Transcribe the listing from its top line through the line with "assert_eq!(measure(100.0, &lvls, 0.0).score, 0.0);". Keep it exact, both ends included, and add nothing.

=== Data under study ===
══════════════════════════════
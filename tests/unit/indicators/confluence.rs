//! Unit tests for level confluence

use optrix::indicators::confluence::measure;
use optrix::models::Level;

fn levels(values: &[(&str, f64)]) -> Vec<Level> {
    values.iter().map(|(n, v)| Level::new(*n, *v)).collect()
}

#[test]
fn test_no_levels_scores_zero() {
    let reading = measure(100.0, &[], 0.3);
    assert!(reading.hits.is_empty());
    assert_eq!(reading.score, 0.0);
}

#[test]
fn test_bad_price_scores_zero() {
    let lvls = levels(&[("vwap", 100.0)]);
    assert_eq!(measure(f64::NAN, &lvls, 0.3).score, 0.0);
    assert_eq!(measure(-1.0, &lvls, 0.3).score, 0.0);
}

#[test]
fn test_bad_tolerance_scores_zero() {
    let lvls = levels(&[("vwap", 100.0)]);
    assert_eq!(measure(100.0, &lvls, 0.0).score, 0.0);
    assert_eq!(measure(100.0, &lvls, f64::NAN).score, 0.0);
}

#[test]
fn test_far_levels_do_not_hit() {
    let lvls = levels(&[("ma50", 105.0), ("vwap", 95.0)]);
    let reading = measure(100.0, &lvls, 0.3);
    assert!(reading.hits.is_empty());
    assert_eq!(reading.score, 0.0);
}

#[test]
fn test_touching_levels_counted() {
    let lvls = levels(&[("vwap", 100.05), ("ma21", 100.2), ("ma50", 104.0)]);
    let reading = measure(100.0, &lvls, 0.3);
    assert_eq!(reading.hits.len(), 2);
    assert!(reading.score > 0.0);
    let names: Vec<&str> = reading.hits.iter().map(|h| h.name.as_str()).collect();
    assert_eq!(names, vec!["vwap", "ma21"]);
}

#[test]
fn test_more_levels_score_higher() {
    let one = measure(100.0, &levels(&[("vwap", 100.05)]), 0.3);
    let two = measure(
        100.0,
        &levels(&[("vwap", 100.05), ("ma21", 100.1)]),
        0.3,
    );
    assert!(two.score > one.score);
}

#[test]
fn test_tighter_levels_score_higher() {
    let tight = measure(100.0, &levels(&[("vwap", 100.01)]), 0.3);
    let loose = measure(100.0, &levels(&[("vwap", 100.28)]), 0.3);
    assert!(tight.score > loose.score);
}

#[test]
fn test_score_caps_at_100() {
    let stack = levels(&[
        ("ma8", 100.0),
        ("ma21", 100.01),
        ("ma50", 100.02),
        ("vwap", 100.03),
        ("orb_high", 100.04),
        ("orb_low", 99.99),
    ]);
    let reading = measure(100.0, &stack, 0.3);
    assert_eq!(reading.score, 100.0);
    assert_eq!(reading.hits.len(), 6);
}

#[test]
fn test_non_finite_level_skipped() {
    let lvls = vec![Level::new("vwap", f64::NAN), Level::new("ma21", 100.1)];
    let reading = measure(100.0, &lvls, 0.3);
    assert_eq!(reading.hits.len(), 1);
}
══════════════════════════════
=== The answer ===
filename tests/unit/indicators/confluence.rs
//! Unit tests for level confluence

use optrix::indicators::confluence::measure;
use optrix::models::Level;

fn levels(values: &[(&str, f64)]) -> Vec<Level> {
    values.iter().map(|(n, v)| Level::new(*n, *v)).collect()
}

#[test]
fn test_no_levels_scores_zero() {
    let reading = measure(100.0, &[], 0.3);
    assert!(reading.hits.is_empty());
    assert_eq!(reading.score, 0.0);
}

#[test]
fn test_bad_price_scores_zero() {
    let lvls = levels(&[("vwap", 100.0)]);
    assert_eq!(measure(f64::NAN, &lvls, 0.3).score, 0.0);
    assert_eq!(measure(-1.0, &lvls, 0.3).score, 0.0);
}

#[test]
fn test_bad_tolerance_scores_zero() {
    let lvls = levels(&[("vwap", 100.0)]);
    assert_eq!(measure(100.0, &lvls, 0.0).score, 0.0);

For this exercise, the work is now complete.